One of the reasons “strong is the new skinny” took off was because, in the 1990s, some American media consumers finally got wise to the fact that bombarding girls and women with images of rail-thin women and tips on how to starve themselves with fad diets, was a bad idea. They started to look critically at the magazines and other media that told girls and women, constantly, that to be fat was a fate worse than death, and to be thin was the highest form of feminine fulfillment.
Thanks mostly to feminists, it became extremely not cool to encourage people to deny themselves food, which most experts agree is an important component to continued human existence, along with water, shelter, and, apparently, Love Is Blind. Around the edges, there was progress. Throughout the 2000s, there were hints, whispers, soupcons of size diversity in media, and a general gesturing towards body positivity. Plus sized models could have some magazine covers, as a treat.
But that’s all they were. Hints, whispers, nibbling around the edges. The underlying ideology, the underlying ideal, didn’t change. It’s 2020 — long after Americans discovered en masse that the skinny imperative is not just unrealistic for most women’s bodies but also very bad for for their psyches — but thin is still in. Only now, it needs cut delts and yoga shoulders.
If strong were actually the new skinny, our athleisure campaigns would be full of water polo players and shot put throwers, terrifically strong women who are often big and bulky. Instead, they are full of dancers — ballerinas model for Gap Fit, LuluLemon, and Tory Sport, to name just a few brands. Because in an era of “strong is the new skinny,” a ballerina is both. Or, as The Washington Post’s Monica Hesse put it this week, “strong is the new skinny but in a completely unrelated coincidence, all of the strong people we will now show you happen to be very thin.”
“Strong is the new skinny” has made its way into ballet, too. It used to be that dance teachers and company directors could just tell dancers to lose 5, or 10, or 20 pounds. We don’t care how you do it — what you smoke, or what you snort — just do it. As George Balanchine famously told Gelsey Kirkland, “must see the bones… eat nothing.”
These days, that shit doesn’t fly. Now, directors will say they want dancers who are “strong” and “fit.” What they mean, though, is that they want dancers — men as well as women — who are strong and fit, and who also look like a very particular version of strong and fit. It’s not enough to be able to lift your partner over your head in pas de deux, you have to have a six pack while you do it.
What this means is that when dancers are called into a director’s office for an annual review, or being advised by a teacher on improving their chances of getting a good role in the recital, they’re no longer told to lose weight. They’re told to “lengthen” or “elongate,” to “work on their lines” or “get into shape.” Yes, these are all euphemisms I’ve heard from dancers and nutritionists I’ve interviewed for the book, and yes, they all mean the same thing. Lose weight.

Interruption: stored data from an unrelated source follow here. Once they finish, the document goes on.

/// Incoming payload for field update operations.
#[derive(Debug, Deserialize, TS)]
#[ts(
    export,
    export_to = "../../../../packages/api-types/src/generated/update-field-request.ts"
)]
pub struct UpdateFieldRequest {
    pub label: String,
    pub field_type: String,
    pub description: Option<String>,
    pub placeholder: Option<String>,
    #[serde(default)]
    pub is_required: bool,
    pub is_active: Option<bool>,
    pub sort_order: Option<i32>,
    pub max_length: Option<u32>,
    pub autocomplete: Option<String>,
    pub min: Option<f64>,
    pub max: Option<f64>,
    pub step: Option<f64>,
    pub rows: Option<u32>,
    #[serde(default)]
    pub searchable: bool,
    #[serde(default)]
    pub inline: bool,
    #[serde(default)]
    pub show_descriptions: bool,
    #[serde(default)]
    #[ts(type = "string | Array<string>")]
    pub validation_rules: ValidationRules,
    #[serde(default)]
    pub options: Vec<FieldOptionDto>,
    #[serde(default)]
    pub external_mappings: Vec<ExternalMappingDto>,
    #[serde(default)]
    pub conditions: Vec<ConditionDto>,
}

/// API transport representation of one admin-defined choice.
#[derive(Debug, Serialize, Deserialize, TS)]
#[ts(
    export,
    export_to = "../../../../packages/api-types/src/generated/field-option-dto.ts"
)]
pub struct FieldOptionDto {
    pub value: String,
    pub label: String,
    pub description: Option<String>,
    pub icon: Option<String>,
    pub external_identifier: Option<String>,
    pub sort_order: i32,
}

impl FieldOptionDto {
    fn into_domain(self) -> AppResult<FieldOption> {
        FieldOption::new(
            self.value,
            self.label,
            self.description,
            self.icon,
            self.external_identifier,
            self.sort_order,
        )
    }

    fn from_domain(option: &FieldOption) -> Self {
        Self {
            value: option.value().as_str().to_owned(),
            label: option.label().as_str().to_owned(),
            description: option.description().map(ToOwned::to_owned),
            icon: option.icon().map(ToOwned::to_owned),
            external_identifier: option.external_identifier().map(ToOwned::to_owned),
            sort_order: option.sort_order(),
        }
    }
}

/// API transport representation of one external-system mapping.
#[derive(Debug, Serialize, Deserialize, TS)]
#[ts(
    export,
    export_to = "../../../../packages/api-types/src/generated/external-mapping-dto.ts"
)]
pub struct ExternalMappingDto {
    pub adapter: String,
    pub target: String,
    #[serde(default)]
    pub config: BTreeMap<String, String>,
}

impl ExternalMappingDto {
    fn into_domain(self) -> AppResult<ExternalMapping> {
        ExternalMapping::new(self.adapter, self.target, self.config)
    }

    fn from_domain(mapping: &ExternalMapping) -> Self {
        Self {
            adapter: mapping.adapter().as_str().to_owned(),
            target: mapping.target().as_str().to_owned(),
            config: mapping.config().clone(),
        }
    }
}

/// API transport representation of one visibility condition.
#[derive(Debug, Serialize, Deserialize, TS)]
#[ts(
    export,
    export_to = "../../../../packages/api-types/src/generated/condition-dto.ts"
)]
pub struct ConditionDto {
    pub field_key: String,
    pub operator: String,
    #[ts(type = "string | Array<string>")]
    pub expected_values: ExpectedValues,
}

impl ConditionDto {
    fn into_domain(self) -> AppResult<VisibilityCondition> {
        let operator = ConditionOperator::from_str(self.operator.as_str())?;
        VisibilityCondition::new(self.field_key, operator, self.expected_values)
    }

    pub(crate) fn from_domain(condition: &VisibilityCondition) -> Self {
        Self {
            field_key: condition.field_key().as_str().to_owned(),
            operator: condition.operator().as_str().to_owned(),
            expected_values: condition.expected().clone(),
        }
    }
}

/// API representation of a stored field definition.
#[derive(Debug, Serialize, TS)]
#[ts(
    export,
    export_to = "../../../../packages/api-types/src/generated/field-response.ts"
)]
pub struct FieldResponse {
    pub field_key: String,
    pub field_type: String,
    pub label: String,
    pub description: Option<String>,
    pub placeholder: Option<String>,
    pub is_required: bool,
    pub is_active: bool,
    pub sort_order: i32,
    pub max_length: Option<u32>,
    pub autocomplete: Option<String>,
    pub min: Option<f64>,
    pub max: Option<f64>,
    pub step: Option<f64>,
    pub rows: Option<u32>,
    pub searchable: bool,
    pub inline: bool,
    pub show_descriptions: bool,
    pub validation_rules: Vec<String>,
    pub options: Vec<FieldOptionDto>,
    pub external_mappings: Vec<ExternalMappingDto>,
    pub conditions: Vec<ConditionDto>,
}

impl From<FieldDefinition> for FieldResponse {
    fn from(field: FieldDefinition) -> Self {
        let knobs = ControlKnobs::from_control(field.control());

        Self {
            field_key: field.field_key().as_str().to_owned(),
            field_type: field.kind().as_str().to_owned(),
            label: field.label().as_str().to_owned(),
            description: field.description().map(ToOwned::to_owned),
            placeholder: field.placeholder().map(ToOwned::to_owned),
            is_required: field.is_required(),
            is_active: field.is_active(),
            sort_order: field.sort_order(),
            max_length: knobs.max_length,
            autocomplete: knobs.autocomplete,
            min: knobs.min,
            max: knobs.max,
            step: knobs.step,
            rows: knobs.rows,
            searchable: knobs.searchable,
            inline: knobs.inline,
            show_descriptions: knobs.show_descriptions,
            validation_rules: field.validation_rules().rules().to_vec(),
            options: field
                .options()
                .iter()
                .map(FieldOptionDto::from_domain)
                .collect(),
            external_mappings: field
                .external_mappings()
                .iter()
                .map(ExternalMappingDto::from_domain)
                .collect(),
            conditions: field
                .conditions()
                .iter()
                .map(ConditionDto::from_domain)
                .collect(),
        }
    }
}

/// One admin-selectable input type.
#[derive(Debug, Serialize, TS)]
#[ts(
    export,
    export_to = "../../../../packages/api-types/src/generated/field-type-option-response.ts"
)]
pub struct FieldTypeOptionResponse {
    pub value: String,
    pub label: String,
}

impl From<(FieldKind, String)> for FieldTypeOptionResponse {
    fn from((kind, label): (FieldKind, String)) -> Self {
        Self {
            value: kind.as_str().to_owned(),
            label,
        }
    }
}

impl TryFrom<SaveFieldRequest> for SaveFieldInput {
    type Error = AppError;

    fn try_from(request: SaveFieldRequest) -> Result<Self, Self::Error> {
        let control = control_from(
            request.field_type.as_str(),
            ControlKnobs {
                max_length: request.max_length,
                autocomplete: request.autocomplete,
                min: request.min,
                max: request.max,
                step: request.step,
                rows: request.rows,
                searchable: request.searchable,
                inline: request.inline,
                show_descriptions: request.show_descriptions,
            },
        )?;

        Ok(Self {
            field_key: request.field_key,
            control,
            label: request.label,
            description: request.description,
            placeholder: request.placeholder,
            is_required: request.is_required,
            is_active: request.is_active.unwrap_or(true),
            sort_order: request.sort_order,
            validation_rules: request.validation_rules,
            options: convert_options(request.options)?,
            quick_options: request.quick_options,
            external_mappings: convert_mappings(request.external_mappings)?,
            conditions: convert_conditions(request.conditions)?,
        })
    }
}

impl TryFrom<UpdateFieldRequest> for UpdateFieldInput {
    type Error = AppError;

    fn try_from(request: UpdateFieldRequest) -> Result<Self, Self::Error> {
        let control = control_from(
            request.field_type.as_str(),
            ControlKnobs {
                max_length: request.max_length,
                autocomplete: request.autocomplete,
                min: request.min,
                max: request.max,
                step: request.step,
                rows: request.rows,
                searchable: request.searchable,
                inline: request.inline,
                show_descriptions: request.show_descriptions,
            },
        )?;

        Ok(Self {
            control,
            label: request.label,
            description: request.description,
            placeholder: request.placeholder,
            is_required: request.is_required,
            is_active: request.is_active.unwrap_or(true),
            sort_order: request.sort_order,
            validation_rules: request.validation_rules,
            options: convert_options(request.options)?,
            external_mappings: convert_mappings(request.external_mappings)?,
            conditions: convert_conditions(request.conditions)?,
        })
    }
}

/// Flattened control settings shared by the field transport types.
#[derive(Debug, Default)]
struct ControlKnobs {
    max_length: Option<u32>,
    autocomplete: Option<String>,
    min: Option<f64>,
    max: Option<f64>,
    step: Option<f64>,
    rows: Option<u32>,
    searchable: bool,
    inline: bool,
    show_descriptions: bool,
}

impl ControlKnobs {
    fn from_control(control: &FieldControl) -> Self {
        let mut knobs = Self::default();
        match control {
            FieldControl::Text { max_length } => knobs.max_length = *max_length,
            FieldControl::Email { autocomplete } => knobs.autocomplete = autocomplete.clone(),
            FieldControl::Number { min, max, step } => {
                knobs.min = *min;
                knobs.max = *max;
                knobs.step = *step;
            }
            FieldControl::Textarea { rows, max_length } => {
                knobs.rows = *rows;
                knobs.max_length = *max_length;
            }
            FieldControl::Select { searchable } => knobs.searchable = *searchable,
            FieldControl::Radio {
                inline,
                show_descriptions,
            } => {
                knobs.inline = *inline;
                knobs.show_descriptions = *show_descriptions;
            }
            FieldControl::Checkbox { inline } => knobs.inline = *inline,
        }
        knobs
    }
}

Strong became the new skinny in ballet, but as in the rest of the world, skinny didn’t suddenly become optional. Inside of ballet and out, it amounts to the same thing: gatekeepers and standard-setters know that they can’t ask for what they really want, but they’re not willing to give it up, either. And it’s girls and women who bear the burden of their hypocrisy, while those gatekeepers get to enjoy their gloss of diversity and open-mindedness. If they’re lucky, they’ll even turn a profit from printing it on a T-shirt.
One day, we will stop gaslighting girls and women by telling them one thing and showing them another. One day we will stop asking impossible things of women’s bodies and acting like the real failure is theirs. In the meantime, take a few minutes — or more — today, to enjoy your body, whatever it looks like, and remember that you are not your delts. Strong, skinny, both, neither, you’re great. I hope you know that.
That’s it from me this week. Thanks for reading.